At the same time, the UK is “exposed” to low crude prices and is staring down the barrel of an “incredibly tough year”, Telford warned.
The supply chain delivered significant price reductions – often 30-50% – during the last downturn, but won’t be able to repeat the trick this time around.
Forecasts made previously for project sanctions and exploration drilling in 2020 plainly won’t be realised.
The picture is changing constantly, but this year might not be a complete washout, depending on what the oil price does over the coming weeks.
Westwood expected the OGA to approve 10 projects covering the development of a dozen fields in 2020, but the forecast has since dropped to six fields.
Those include fields which form phase one of Independent Oil and Gas’s core project in the southern North Sea and Repsol Sinopec’s Tain scheme in the outer Moray Firth.
Final investment decisions for high profile projects, such as Cambo (Siccar Point) and Jackdaw (Shell) have slipped into 2021.
As for exploration activity, the positive outlook at the beginning of the year has been turned upside down, Telford said.
Prior to the crisis, Westwood predicted 29 exploration and appraisal wells could be drilled on the UKCS this year, but at least 10 have already been announced postponed, and more delays are likely to come.
Exploration drilling was expected to comprise 17 wells, seven of which were high impact (HI). This has now been reduced to 11 possible wells, of which four are HI wells. Two of the 11 wells have been completed already this year, one of which is the Total-operated Isabella well.
Of the 12 appraisal wells that were planned at the start of the year, seven remain as 2020 drilling candidates. Of these, two are considered probable and the remaining five are possible, but likely to slip into 2021. Only one HI appraisal well was expected in 2020, Glengorm, which is expected to spud later in the year.
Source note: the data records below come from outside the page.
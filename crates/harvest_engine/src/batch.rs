use std::collections::{HashMap, VecDeque};
use std::path::PathBuf;

use engine_logging::{engine_error, engine_info, engine_warn};
use harvest_core::{update, BatchEffect, BatchMsg, BatchPhase, BatchState};
use thiserror::Error;
use tokio_util::sync::CancellationToken;

use crate::checkpoint::{CheckpointError, CheckpointRecord, CheckpointStore};
use crate::persist::PersistError;

#[derive(Debug, Error)]
pub enum BatchError {
    #[error("record {index} ({key}) failed: {reason}")]
    Record {
        index: usize,
        key: String,
        reason: String,
    },
    #[error(transparent)]
    Checkpoint(#[from] CheckpointError),
    #[error(transparent)]
    Output(#[from] PersistError),
    #[error("batch cancelled after {processed} records; checkpoint kept for resume")]
    Cancelled { processed: usize },
    #[error(
        "checkpoint {path:?} belongs to another batch (entry {key} matches no record); \
         delete it or use a different checkpoint path"
    )]
    StaleCheckpoint { path: PathBuf, key: String },
}

/// Turns one input record into a checkpointable result.
#[async_trait::async_trait]
pub trait RecordProcessor: Send {
    type Record: Sync;
    type Output: CheckpointRecord + Send;

    /// Stable key matching an input record to its checkpointed output.
    fn key(&self, record: &Self::Record) -> String;

    async fn process(
        &mut self,
        index: usize,
        record: &Self::Record,
    ) -> Result<Self::Output, BatchError>;
}

#[derive(Debug, Clone, PartialEq, Eq)]
pub struct BatchReport<O> {
    /// One output per record, in record order.
    pub outputs: Vec<O>,
    pub resumed: usize,
    pub processed_now: usize,
}

/// Runs `processor` over `records`, appending results to `store` every
/// `checkpoint_every` records.
///
/// Checkpointed outputs are matched back to their records by key, and the
/// run resumes at the first record without one. A checkpoint entry whose key
/// matches no record fails the run with [`BatchError::StaleCheckpoint`]
/// before anything is processed. `write_output` runs once every record is
/// done, and the checkpoint is cleared only after it succeeds. Any failure or
/// cancellation leaves the checkpoint in place.
pub async fn run_checkpointed<P, W>(
    processor: &mut P,
    records: &[P::Record],
    store: &CheckpointStore,
    checkpoint_every: usize,
    cancel: &CancellationToken,
    write_output: W,
) -> Result<BatchReport<P::Output>, BatchError>
where
    P: RecordProcessor,
    W: FnOnce(&[P::Output]) -> Result<(), BatchError>,
{
    let resume = store.load::<P::Output>()?;
    let checkpointed = resume.offset;

    let keys: Vec<String> = records.iter().map(|r| processor.key(r)).collect();
    let mut slots: Vec<Option<P::Output>> = records.iter().map(|_| None).collect();
    if let Some(key) = remerge(&keys, resume.records, &mut slots) {
        engine_error!("checkpoint {:?} entry {} is not part of this batch", store.path(), key);
        return Err(BatchError::StaleCheckpoint {
            path: store.path().to_path_buf(),
            key,
        });
    }

    let resume_offset = slots.iter().position(Option::is_none).unwrap_or(slots.len());
    if resume_offset != checkpointed {
        engine_warn!(
            "checkpoint {:?} holds {} entries but covers records 0..{}; resuming there",
            store.path(),
            checkpointed,
            resume_offset
        );
    }

    let mut state = BatchState::new(records.len(), resume_offset, checkpoint_every);
    let mut queue: VecDeque<BatchEffect> = VecDeque::new();
    let mut write_output = Some(write_output);
    let mut failure: Option<BatchError> = None;
    let mut outputs: Vec<P::Output> = Vec::new();

    let (next, effects) = update(state, BatchMsg::Start);
    state = next;
    queue.extend(effects);

    while let Some(effect) = queue.pop_front() {
        let msg = match effect {
            BatchEffect::Process { index } => {
                if cancel.is_cancelled() {
                    engine_warn!("batch cancelled before record {} ({})", index, keys[index]);
                    BatchMsg::Cancelled
                } else {
                    match processor.process(index, &records[index]).await {
                        Ok(output) => {
                            slots[index] = Some(output);
                            BatchMsg::RecordDone { index }
                        }
                        Err(err) => {
                            engine_error!("record {} ({}) failed: {}", index, keys[index], err);
                            let reason = err.to_string();
                            failure = Some(err);
                            BatchMsg::Failed { reason }
                        }
                    }
                }
            }
            BatchEffect::AppendCheckpoint { indices } => {
                let done: Vec<&P::Output> =
                    indices.iter().filter_map(|&i| slots[i].as_ref()).collect();
                match store.append(&done) {
                    Ok(()) => {
                        engine_info!(
                            "checkpoint saved: {}/{} records",
                            indices.last().map_or(0, |i| i + 1),
                            records.len()
                        );
                        continue;
                    }
                    Err(err) => {
                        engine_error!("checkpoint append failed: {}", err);
                        let reason = err.to_string();
                        failure = Some(err.into());
                        BatchMsg::Failed { reason }
                    }
                }
            }
            BatchEffect::WriteOutput => {
                outputs = slots.drain(..).flatten().collect();
                let result = match write_output.take() {
                    Some(write) => write(&outputs),
                    None => Ok(()),
                };
                match result {
                    Ok(()) => BatchMsg::OutputWritten,
                    Err(err) => {
                        engine_error!("batch output failed: {}", err);
                        let reason = err.to_string();
                        failure = Some(err);
                        BatchMsg::Failed { reason }
                    }
                }
            }
            BatchEffect::ClearCheckpoint => {
                store.clear()?;
                continue;
            }
        };

        let (next, effects) = update(state, msg);
        state = next;
        queue.extend(effects);
    }

    match state.phase() {
        BatchPhase::Finished => Ok(BatchReport {
            outputs,
            resumed: state.resume_offset(),
            processed_now: state.processed_now(),
        }),
        _ => Err(failure.unwrap_or(BatchError::Cancelled {
            processed: state.processed_now(),
        })),
    }
}

/// Places checkpointed outputs back at the index of the record with the same
/// key. The first output for a key wins. Returns the first key that matches
/// no record.
fn remerge<O: CheckpointRecord>(
    keys: &[String],
    resumed: Vec<O>,
    slots: &mut [Option<O>],
) -> Option<String> {
    let mut index_of: HashMap<&str, usize> = HashMap::with_capacity(keys.len());
    for (i, key) in keys.iter().enumerate() {
        index_of.entry(key.as_str()).or_insert(i);
    }

    for record in resumed {
        let found = index_of.get(record.key()).copied();
        match found {
            Some(i) if slots[i].is_none() => slots[i] = Some(record),
            Some(_) => engine_warn!("duplicate checkpoint entry for {}; keeping the first", record.key()),
            None => return Some(record.key().to_string()),
        }
    }
    None
}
The hope is that drilling activity which was deferred because of efforts to reduce offshore crews amid the Covid-19 outbreak will come back into play later this year.
Much depends on the contracts, however. Telford said: “We do know of some cases where a standby rate has been negotiated for companies to maintain the rigs so they’re ready to start work when the Covid-19 restrictions are released.”
In instances where the suspensions were caused by the low oil price, the wells won’t be drilled until 2021 and beyond, depending on the speed of recovery.
Telford also said the UK oil industry has gone “very quiet” in terms of mergers and acquisitions, compared to the start of 2020, when there was “a lot on the market”.
She said lots of companies had been looking to “rationalise” their portfolios, while some private equity firms were gearing up for an exit from their investments.
But Centrica has hit pause on the marketing of its stake in Spirit Energy and Bloomberg reported that Blackstone Group had halted the sale of Siccar Point.
Telford said buyers and sellers would find it difficult to agree on asset valuations due to the current crude price volatility. But she said a “fire-sale” could kick off later in the year whereby struggling companies are forced into sales.